Directions for this task
Count the lines below that include the word "Returns" and write that number alone.

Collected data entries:

::::

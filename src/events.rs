use poise::serenity_prelude as serenity;
use serenity::all::{FullEvent, VoiceState};
use tracing::{debug, info};

use crate::{Data, Error};

pub async fn handle_event(
    ctx: &serenity::Context,
    event: &FullEvent,
    data: &Data,
) -> Result<(), Error> {
    match event {
        FullEvent::Ready { data_about_bot } => {
            info!("{} is connected", data_about_bot.user.name);
        }
        FullEvent::VoiceStateUpdate { old, new } => {
            voice_state_update(ctx, old.as_ref(), new, data);
        }
        _ => (),
    }
    Ok(())
}

/// Someone moved in voice. Forward it to the guild's session, if any.
fn voice_state_update(
    ctx: &serenity::Context,
    old: Option<&VoiceState>,
    new: &VoiceState,
    data: &Data,
) {
    let Some(guild_id) = new.guild_id.or_else(|| old.and_then(|state| state.guild_id)) else {
        return;
    };
    let Some(session) = data.sessions.existing(guild_id) else {
        return;
    };

    if new.user_id == ctx.cache.current_user().id && new.channel_id.is_none() {
        debug!("Bot left voice in guild {}", guild_id);
        session.connection_lost();
    } else {
        session.listeners_changed();
    }
}
use super::*;

/// Pause the current track
#[poise::command(slash_command, prefix_command, guild_only, category = "Music")]
pub async fn pause(ctx: Context<'_>) -> CommandResult {
    let result = match session(ctx) {
        Ok(session) => session.pause().await,
        Err(e) => Err(e),
    };
    respond(ctx, result, embedded_messages::paused).await
}

/// Resume the paused track
#[poise::command(slash_command, prefix_command, guild_only, category = "Music")]
pub async fn resume(ctx: Context<'_>) -> CommandResult {
    let result = match session(ctx) {
        Ok(session) => session.resume().await,
        Err(e) => Err(e),
    };
    respond(ctx, result, embedded_messages::resumed).await
}
use super::*;

/// Leave the voice channel and clear the queue
#[poise::command(slash_command, prefix_command, guild_only, category = "Music")]
pub async fn disconnect(ctx: Context<'_>) -> CommandResult {
    let result = match session(ctx) {
        Ok(session) => session.disconnect().await,
        Err(e) => Err(e),
    };
    respond(ctx, result, |was_connected| {
        embedded_messages::disconnected(*was_connected)
    })
    .await
}
pub mod audio_sources;
pub mod utils;

pub mod disconnect;
pub mod join;
pub mod modes;
pub mod nowplaying;
pub mod pause;
pub mod play;
pub mod queue;
pub mod skip;
pub mod volume;

use poise::CreateReply;
use poise::serenity_prelude::GuildId;
use tracing::{debug, warn};

use crate::{CommandResult, Context};
use utils::embedded_messages;
use utils::music_manager::{MusicError, MusicResult};
use utils::session_actor::SessionHandle;

fn guild_id(ctx: Context<'_>) -> MusicResult<GuildId> {
    ctx.guild_id().ok_or(MusicError::NotInGuild)
}

/// The invoking guild's session.
fn session(ctx: Context<'_>) -> MusicResult<SessionHandle> {
    Ok(ctx.data().sessions.session(guild_id(ctx)?))
}

/// Sends `render(value)` on success and an error embed otherwise.
async fn respond<T>(
    ctx: Context<'_>,
    result: MusicResult<T>,
    render: impl FnOnce(&T) -> CreateReply,
) -> CommandResult {
    let reply = match &result {
        Ok(value) => render(value),
        Err(err) => {
            if err.is_user_error() {
                debug!("`{}` rejected: {}", ctx.command().name, err);
            } else {
                warn!("`{}` failed: {}", ctx.command().name, err);
            }
            embedded_messages::error(err)
        }
    };

    ctx.send(reply).await?;
    Ok(())
}
//! Exact-rational parsing and formatting helpers.

use num_bigint::BigInt;
use num_rational::BigRational;
use num_traits::Signed;

/// Parses a decimal string such as `-1,234.56` into an exact
/// [`BigRational`]. Accepts an optional leading sign, `,` thousands
/// separators, and an optional fractional part. Returns `None` if the
/// string contains no digits or any other character.
pub fn parse_quantity(text: &str) -> Option<BigRational> {
    let text = text.trim();
    let (negative, rest) = match text.strip_prefix('-') {
        Some(rest) => (true, rest),
        None => (false, text.strip_prefix('+').unwrap_or(text)),
    };
    let mut digits = String::with_capacity(rest.len());
    let mut scale = 0usize;
    let mut seen_point = false;
    for c in rest.chars() {
        match c {
            '0'..='9' => {
                digits.push(c);
                if seen_point {
                    scale += 1;
                }
            }
            ',' if !seen_point => {}
            '.' if !seen_point => seen_point = true,
            _ => return None,
        }
    }
    if digits.is_empty() {
        return None;
    }
    let mut numer: BigInt = digits.parse().ok()?;
    if negative {
        numer = -numer;
    }
    let denom = BigInt::from(10u32).pow(scale as u32);
    Some(BigRational::new(numer, denom))
}

/// Formats a quantity with a fixed two-decimal display, independent of the
/// stored rational's exact precision. Ties round away from zero.
pub fn format_quantity(quantity: &BigRational) -> String {
    let cents = (quantity * BigRational::from_integer(BigInt::from(100))).round();
    let cents = cents.to_integer();
    let sign = if cents.is_negative() { "-" } else { "" };
    let abs = cents.abs();
    let hundred = BigInt::from(100);
    format!("{}{}.{:02}", sign, &abs / &hundred, &abs % &hundred)
}

#[cfg(test)]
mod tests {
    use super::*;
    use num_bigint::BigInt;

    fn rational(numer: i64, denom: i64) -> BigRational {
        BigRational::new(BigInt::from(numer), BigInt::from(denom))
    }

    #[test]
    fn parse_plain_and_fractional() {
        assert_eq!(parse_quantity("42"), Some(rational(42, 1)));
        assert_eq!(parse_quantity("3.50"), Some(rational(7, 2)));
        assert_eq!(parse_quantity("-5.32"), Some(rational(-133, 25)));
        assert_eq!(parse_quantity("+0.10"), Some(rational(1, 10)));
        assert_eq!(parse_quantity(".5"), Some(rational(1, 2)));
    }

    #[test]
    fn parse_thousands_separators() {
        assert_eq!(parse_quantity("1,234.56"), Some(rational(123456, 100)));
        assert_eq!(parse_quantity("12,345,678"), Some(rational(12345678, 1)));
    }

    #[test]
    fn parse_rejects_junk() {
        assert_eq!(parse_quantity(""), None);
        assert_eq!(parse_quantity("-"), None);
        assert_eq!(parse_quantity("1.2.3"), None);
        assert_eq!(parse_quantity("12a"), None);
    }

    #[test]
    fn format_two_decimals() {
        assert_eq!(format_quantity(&rational(7, 2)), "3.50");
        assert_eq!(format_quantity(&rational(-133, 25)), "-5.32");
        assert_eq!(format_quantity(&rational(5, 1)), "5.00");
        assert_eq!(format_quantity(&rational(3, 10)), "0.30");
        assert_eq!(format_quantity(&rational(123456, 100)), "1234.56");
    }

    #[test]
    fn exact_sum_has_no_drift() {
        let sum = parse_quantity("0.10").unwrap() + parse_quantity("0.20").unwrap();
        assert_eq!(sum, rational(3, 10));
    }
}
use clap::{Parser, Subcommand};
use ledgerfmt::utils::parse_quantity;
use ledgerfmt::{
    Amount, CommodityStyle, Date, Diagnostic, Journal, Posting, Status, Transaction,
};
use std::io::{self, Write};
use std::process::ExitCode;
use std::sync::Arc;

const VERSION: &str = env!("CARGO_PKG_VERSION");

#[derive(Debug, Parser)]
#[command(
    name = "ledgerfmt",
    about = "Decode plain-text ledger journals and re-encode them canonically.",
    version = VERSION,
)]
struct Cli {
    #[command(subcommand)]
    command: Commands,
}

#[derive(Debug, Subcommand)]
enum Commands {
    /// Decode a journal and print it back in canonical aligned form.
    Fmt { input: String },
    /// Decode a journal and report diagnostics only.
    Check { input: String },
    /// Convert a CSV file of transactions into journal text.
    Import {
        input: String,
        /// Comma-separated order of CSV columns; valid names are
        /// date, payee, amount, and note.
        #[arg(long, default_value = "date,payee,amount,note")]
        fields: String,
        /// Format of dates in the CSV file.
        #[arg(long, default_value = "%m/%d/%Y")]
        date_format: String,
        /// Account of all the transactions.
        #[arg(long, default_value = "Assets:Checking")]
        account: String,
        /// Offsetting category (expense/income) account.
        #[arg(long, default_value = "Expenses:Uncategorized")]
        category: String,
        /// Set if the CSV file has no initial header line.
        #[arg(long)]
        no_header: bool,
    },
}

fn report(diagnostics: &[Diagnostic]) {
    for diag in diagnostics {
        log::warn!("{}", diag);
    }
}

fn fmt(input: &str) -> io::Result<ExitCode> {
    let (journal, diagnostics) = Journal::from_file(input)?;
    report(&diagnostics);
    let stdout = io::stdout();
    journal.encode(stdout.lock())?;
    Ok(ExitCode::SUCCESS)
}

fn check(input: &str) -> io::Result<ExitCode> {
    let (journal, diagnostics) = Journal::from_file(input)?;
    for diag in &diagnostics {
        println!("{}", diag);
    }
    log::info!(
        "{}: {} transactions, {} diagnostics",
        input,
        journal.transactions().len(),
        diagnostics.len()
    );
    if diagnostics.is_empty() {
        Ok(ExitCode::SUCCESS)
    } else {
        Ok(ExitCode::FAILURE)
    }
}

/// Field-mapping CSV conversion: every row becomes one transaction with
/// the mapped posting and an offsetting posting on the category account.
/// All rendering goes through [`Journal::encode`].
fn import(
    input: &str,
    fields: &str,
    date_format: &str,
    account: &str,
    category: &str,
    has_header: bool,
) -> io::Result<ExitCode> {
    let fields: Vec<&str> = fields.split(',').map(str::trim).collect();
    let mut reader = csv::ReaderBuilder::new()
        .has_headers(has_header)
        .from_path(input)
        .map_err(|err| io::Error::new(io::ErrorKind::Other, err))?;
    let account: Arc<String> = Arc::new(account.to_string());
    let category: Arc<String> = Arc::new(category.to_string());

    let mut transactions = Vec::new();
    for (row, record) in reader.records().enumerate() {
        let record = record.map_err(|err| io::Error::new(io::ErrorKind::Other, err))?;
        let field = |name: &str| {
            fields
                .iter()
                .position(|f| *f == name)
                .and_then(|i| record.get(i))
                .unwrap_or("")
                .trim()
        };

        let date = match Date::parse_from_str(field("date"), date_format) {
            Ok(date) => date,
            Err(err) => {
                log::warn!("row {}: bad date {:?}: {}", row + 1, field("date"), err);
                continue;
            }
        };
        let quantity = match parse_quantity(field("amount")) {
            Some(quantity) => quantity,
            None => {
                log::warn!("row {}: bad amount {:?}", row + 1, field("amount"));
                continue;
            }
        };
        let note = match field("note") {
            "" => None,
            text => Some(text.to_string()),
        };

        let postings = vec![
            Posting {
                status: None,
                account: account.clone(),
                amount: Amount::new(quantity.clone(), "$", CommodityStyle::Prefix),
                exchange: None,
                note,
            },
            Posting {
                status: None,
                account: category.clone(),
                amount: Amount::new(-quantity, "$", CommodityStyle::Prefix),
                exchange: None,
                note: None,
            },
        ];
        transactions.push(Transaction::new(
            date,
            Status::Unmarked,
            field("payee"),
            None,
            postings,
        ));
    }

    let journal = Journal::new(transactions);
    let stdout = io::stdout();
    journal.encode(stdout.lock())?;
    Ok(ExitCode::SUCCESS)
}

fn main() -> io::Result<ExitCode> {
    pretty_env_logger::init();
    let args = Cli::parse();
    let code = match &args.command {
        Commands::Fmt { input } => fmt(input)?,
        Commands::Check { input } => check(input)?,
        Commands::Import {
            input,
            fields,
            date_format,
            account,
            category,
            no_header,
        } => import(input, fields, date_format, account, category, !no_header)?,
    };
    io::stdout().flush()?;
    Ok(code)
}
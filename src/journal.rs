use crate::parse;
pub use chrono::NaiveDate as Date;
use getset::{CopyGetters, Getters};
pub use num_rational::BigRational;
#[cfg(feature = "serde")]
use serde::{Deserialize, Serialize};
use std::fmt;
use std::fs;
use std::io::{self, Read};
use std::ops::Mul;
use std::sync::Arc;

/// The kind of problem a [`Diagnostic`] reports.
#[cfg_attr(feature = "serde", derive(Serialize, Deserialize))]
#[derive(Debug, Clone, Copy, PartialEq, Eq, Hash)]
pub enum DiagnosticKind {
    /// A malformed token; the scanner discarded the rest of the line.
    Scan,
    /// A token sequence violating the grammar; the decoder discarded the
    /// enclosing transaction.
    Parse,
}

impl fmt::Display for DiagnosticKind {
    fn fmt(&self, f: &mut fmt::Formatter<'_>) -> fmt::Result {
        match self {
            DiagnosticKind::Scan => write!(f, "scan error"),
            DiagnosticKind::Parse => write!(f, "parse error"),
        }
    }
}

/// A non-fatal record of a recovered scan or parse error.
///
/// Decoding never aborts on journal content; every problem is collected as
/// a `Diagnostic` and the offending line or transaction is dropped. Callers
/// decide whether any diagnostics are fatal for their use case.
#[cfg_attr(feature = "serde", derive(Serialize, Deserialize))]
#[derive(Debug, Clone, PartialEq, Eq, Hash)]
pub struct Diagnostic {
    /// 1-based line number in the input.
    pub line: usize,
    pub msg: String,
    pub kind: DiagnosticKind,
}

impl fmt::Display for Diagnostic {
    fn fmt(&self, f: &mut fmt::Formatter<'_>) -> fmt::Result {
        write!(f, "line {}: {}: {}", self.line, self.kind, self.msg)
    }
}

/// The status marker of a [`Transaction`] or a [`Posting`].
#[cfg_attr(feature = "serde", derive(Serialize, Deserialize))]
#[derive(Debug, Clone, Copy, PartialEq, Eq, PartialOrd, Ord, Hash, Default)]
pub enum Status {
    /// No marker.
    #[default]
    Unmarked,
    /// Marked `*`.
    Cleared,
    /// Marked `!`.
    Pending,
}

impl fmt::Display for Status {
    fn fmt(&self, f: &mut fmt::Formatter<'_>) -> fmt::Result {
        match self {
            Status::Unmarked => Ok(()),
            Status::Cleared => write!(f, "*"),
            Status::Pending => write!(f, "!"),
        }
    }
}

/// Whether a commodity symbol is written before (`$3.50`) or after
/// (`3.50 USD`) the number.
#[cfg_attr(feature = "serde", derive(Serialize, Deserialize))]
#[derive(Debug, Clone, Copy, PartialEq, Eq, Hash)]
pub enum CommodityStyle {
    Prefix,
    Suffix,
}

/// An exact rational quantity plus its commodity symbol.
///
/// Quantities are arbitrary-precision rationals, so sums of decoded
/// amounts never accumulate binary floating-point error. An empty
/// commodity means the amount is unitless.
#[cfg_attr(feature = "serde", derive(Serialize, Deserialize))]
#[derive(Debug, Clone, PartialEq, Eq, Hash)]
pub struct Amount {
    pub quantity: BigRational,
    pub commodity: String,
    pub style: CommodityStyle,
}

impl Amount {
    pub fn new(quantity: BigRational, commodity: impl Into<String>, style: CommodityStyle) -> Self {
        Amount {
            quantity,
            commodity: commodity.into(),
            style,
        }
    }
}

impl fmt::Display for Amount {
    fn fmt(&self, f: &mut fmt::Formatter<'_>) -> fmt::Result {
        let num = crate::utils::format_quantity(&self.quantity);
        match self.style {
            CommodityStyle::Prefix => write!(f, "{}{}", self.commodity, num),
            CommodityStyle::Suffix if self.commodity.is_empty() => write!(f, "{}", num),
            CommodityStyle::Suffix => write!(f, "{} {}", num, self.commodity),
        }
    }
}

impl<'a> Mul<&'a BigRational> for &'a Amount {
    type Output = Amount;

    fn mul(self, rhs: &'a BigRational) -> Amount {
        Amount {
            quantity: &self.quantity * rhs,
            commodity: self.commodity.clone(),
            style: self.style,
        }
    }
}

/// A string wrapped in [`Arc`](std::sync::Arc) representing a
/// colon-delimited account path such as `Expenses:Food`. The path is an
/// opaque identifier; it is not validated against any chart of accounts.
pub type Account = Arc<String>;

/// One line item within a [`Transaction`], crediting or debiting one
/// account by one amount.
#[cfg_attr(feature = "serde", derive(Serialize, Deserialize))]
#[derive(Debug, Clone, PartialEq, Eq)]
pub struct Posting {
    /// The posting's own marker, if it carries one. Use
    /// [`Transaction::posting_status`] for the effective status.
    pub status: Option<Status>,
    pub account: Account,
    pub amount: Amount,
    /// The resolved exchange total in another commodity, from an `@`
    /// (per-unit rate) or `@@` (total) annotation.
    pub exchange: Option<Amount>,
    pub note: Option<String>,
}

/// One dated economic event composed of postings.
#[cfg_attr(feature = "serde", derive(Serialize, Deserialize))]
#[derive(Debug, Clone, PartialEq, Eq, Getters, CopyGetters)]
pub struct Transaction {
    /// Returns the transaction date.
    #[getset(get_copy = "pub")]
    pub(crate) date: Date,

    /// Returns the transaction status marker.
    #[getset(get_copy = "pub")]
    pub(crate) status: Status,

    /// Returns the payee.
    #[getset(get = "pub")]
    pub(crate) payee: String,

    /// Returns the trailing comment, if any.
    #[getset(get = "pub")]
    pub(crate) note: Option<String>,

    /// Returns the postings of this transaction.
    #[getset(get = "pub")]
    pub(crate) postings: Vec<Posting>,
}

impl Transaction {
    pub fn new(
        date: Date,
        status: Status,
        payee: impl Into<String>,
        note: Option<String>,
        postings: Vec<Posting>,
    ) -> Self {
        Transaction {
            date,
            status,
            payee: payee.into(),
            note,
            postings,
        }
    }

    /// The effective status of `posting`: its own marker if present,
    /// otherwise the transaction's. Resolved here rather than stored on the
    /// posting, so the two can never diverge.
    pub fn posting_status(&self, posting: &Posting) -> Status {
        posting.status.unwrap_or(self.status)
    }
}

/// The ordered collection of transactions decoded from one input.
/// Append-only during decode, immutable once returned.
#[cfg_attr(feature = "serde", derive(Serialize, Deserialize))]
#[derive(Debug, Clone, PartialEq, Eq, Default, Getters)]
pub struct Journal {
    /// Returns the transactions in input order.
    #[getset(get = "pub")]
    pub(crate) transactions: Vec<Transaction>,
}

impl Journal {
    pub fn new(transactions: Vec<Transaction>) -> Self {
        Journal { transactions }
    }

    /// Decodes a journal from `input`, returning the best-effort
    /// [`Journal`] together with all recovered diagnostics. Only an I/O
    /// failure (including invalid UTF-8) aborts.
    pub fn decode<R: Read>(mut input: R) -> io::Result<(Self, Vec<Diagnostic>)> {
        let mut text = String::new();
        input.read_to_string(&mut text)?;
        Ok(Self::decode_str(&text))
    }

    /// Decodes a journal from an in-memory string.
    pub fn decode_str(src: &str) -> (Self, Vec<Diagnostic>) {
        parse::parse(src)
    }

    /// Reads and decodes the journal file at `path`.
    pub fn from_file(path: &str) -> io::Result<(Self, Vec<Diagnostic>)> {
        let text = fs::read_to_string(path)?;
        Ok(Self::decode_str(&text))
    }
}
use ash::vk;

use crate::error::InstanceError;
use crate::platform::ExtensionList;

#[derive(Clone, Copy, Debug, PartialEq, Eq)]
pub enum VulkanApiVersion {
    V1_0,
    V1_1,
    V1_2,
    V1_3,
}

impl VulkanApiVersion {
    pub fn raw(self) -> u32 {
        match self {
            VulkanApiVersion::V1_0 => vk::API_VERSION_1_0,
            VulkanApiVersion::V1_1 => vk::API_VERSION_1_1,
            VulkanApiVersion::V1_2 => vk::API_VERSION_1_2,
            VulkanApiVersion::V1_3 => vk::API_VERSION_1_3,
        }
    }
}

/// Instance creation parameters besides the extension list.
///
/// The default leaves everything unset: no application info, no layers, no
/// API version pin.
#[derive(Clone, Copy, Debug, Default, PartialEq, Eq)]
pub struct InstanceConfig {
    pub api_version: Option<VulkanApiVersion>,
}

impl InstanceConfig {
    pub fn with_api_version(api_version: VulkanApiVersion) -> Self {
        Self {
            api_version: Some(api_version),
        }
    }

    pub fn application_info(&self) -> Option<vk::ApplicationInfo<'static>> {
        self.api_version
            .map(|version| vk::ApplicationInfo::default().api_version(version.raw()))
    }

    pub fn create_info<'a>(
        &self,
        extensions: &'a ExtensionList<'_>,
        app_info: Option<&'a vk::ApplicationInfo<'a>>,
    ) -> vk::InstanceCreateInfo<'a> {
        let create_info =
            vk::InstanceCreateInfo::default().enabled_extension_names(extensions.as_ptrs());
        match app_info {
            Some(app_info) => create_info.application_info(app_info),
            None => create_info,
        }
    }
}

/// Instance creation and destruction entry points.
pub trait InstanceApi {
    type Instance;

    fn create_instance(
        &self,
        create_info: &vk::InstanceCreateInfo<'_>,
    ) -> Result<Self::Instance, InstanceError>;

    fn destroy_instance(&self, instance: &Self::Instance);
}

/// Sole owner of a successfully created instance; destroys it on drop.
pub struct OwnedInstance<'a, A: InstanceApi> {
    api: &'a A,
    handle: A::Instance,
}

impl<'a, A: InstanceApi> OwnedInstance<'a, A> {
    pub fn create(
        api: &'a A,
        create_info: &vk::InstanceCreateInfo<'_>,
    ) -> Result<Self, InstanceError> {
        let handle = api.create_instance(create_info)?;
        Ok(Self { api, handle })
    }

    pub fn handle(&self) -> &A::Instance {
        &self.handle
    }
}

impl<A: InstanceApi> Drop for OwnedInstance<'_, A> {
    fn drop(&mut self) {
        self.api.destroy_instance(&self.handle);
        log::info!("Vulkan instance destroyed");
    }
}

/// [`InstanceApi`] backed by the system Vulkan loader.
#[derive(Clone, Copy, Debug, Default)]
pub struct VulkanLoader;

pub struct VulkanInstance {
    handle: ash::Instance,
    // the loader library must outlive the instance
    #[allow(unused)]
    entry: ash::Entry,
}

impl VulkanLoader {
    fn load_entry() -> Result<ash::Entry, InstanceError> {
        #[cfg(feature = "linked")]
        let entry = ash::Entry::linked();
        #[cfg(not(feature = "linked"))]
        let entry = unsafe { ash::Entry::load()? };
        Ok(entry)
    }
}

impl InstanceApi for VulkanLoader {
    type Instance = VulkanInstance;

    fn create_instance(
        &self,
        create_info: &vk::InstanceCreateInfo<'_>,
    ) -> Result<VulkanInstance, InstanceError> {
        let entry = Self::load_entry()?;
        let handle = unsafe { entry.create_instance(create_info, None)? };
        Ok(VulkanInstance { handle, entry })
    }

    fn destroy_instance(&self, instance: &VulkanInstance) {
        unsafe { instance.handle.destroy_instance(None) };
    }
}
pub mod bootstrap;
pub mod error;
pub mod instance;
pub mod platform;

pub use bootstrap::run;
pub use error::{BootstrapError, InstanceError, PlatformError};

::::

Answer to this problem
7